Materials and Methods
The expression of
AHNAK2
was analyzed in normal lung tissues, lung adenocarcinoma tissues, and paracancerous tissues using the Oncomine database. It was further verified in relative cell lines by real-time quantitative polymerase chain reaction and Western blotting (WB). Adenocarcinoma cell lines were transfected with si-NC and si-
AHNAK2
by lipofectamine 3000 and treated with or without TGF-β1, and cell migration and invasion were detected by wound-healing and transwell assays. The expression of epithelial-mesenchymal transition (EMT) markers was detected by WB, as well as that of phosphorylated-Smad3 (p-Smad3) and Smad3 levels. After Smad3 phosphorylation inhibitor was added to the adenocarcinoma cell lines, migration and invasion were detected by wound-healing and transwell assays, and the expression of EMT markers was detected by WB when the cells were transfected with si-NC and si-
AHNAK2
and treated with or without TGF-β1.
Results
We found higher expression of
AHNAK2
in lung adenocarcinoma tissues through the Oncomine database and further verified its high expression in relative cell lines.
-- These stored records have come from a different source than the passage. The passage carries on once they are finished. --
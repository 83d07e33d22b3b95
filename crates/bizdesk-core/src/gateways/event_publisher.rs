//! Business event port. Services publish; the notification service listens.

use async_trait::async_trait;
use serde::Serialize;
use uuid::Uuid;

#[derive(Debug, Clone, PartialEq, Serialize)]
pub struct DomainEvent {
    pub tenant_id: Uuid,
    pub event_type: String,
    /// The staff member the event is about, for `subject` recipients.
    pub subject_staff_id: Option<Uuid>,
    /// Template variables.
    pub vars: serde_json::Value,
}

impl DomainEvent {
    pub fn new(tenant_id: Uuid, event_type: &str, subject_staff_id: Option<Uuid>, vars: serde_json::Value) -> Self {
        Self {
            tenant_id,
            event_type: event_type.to_string(),
            subject_staff_id,
            vars,
        }
    }
}

/// Publishing never fails the caller; implementations log their own errors.
#[cfg_attr(any(test, feature = "mock"), mockall::automock)]
#[async_trait]
pub trait EventPublisher: Send + Sync {
    async fn publish(&self, event: DomainEvent);
}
When the cells were stimulated with TGF-β1, knockdown of
AHNAK2
suppressed cell migration, invasion, and EMT, and inhibited TGF-β–induced Smad3 signaling. When p-Smad3 was inhibited, knockdown of
AHNAK2
had no effect on the two cell lines investigated when treated with or without TGF-β1.
Conclusion
AHNAK2
acts as an oncogenic protein and promotes migration, invasion, and EMT in lung adenocarcinoma cells via the TGF-β/Smad3 pathway. Thus, it may be a novel target for lung adenocarcinoma therapy.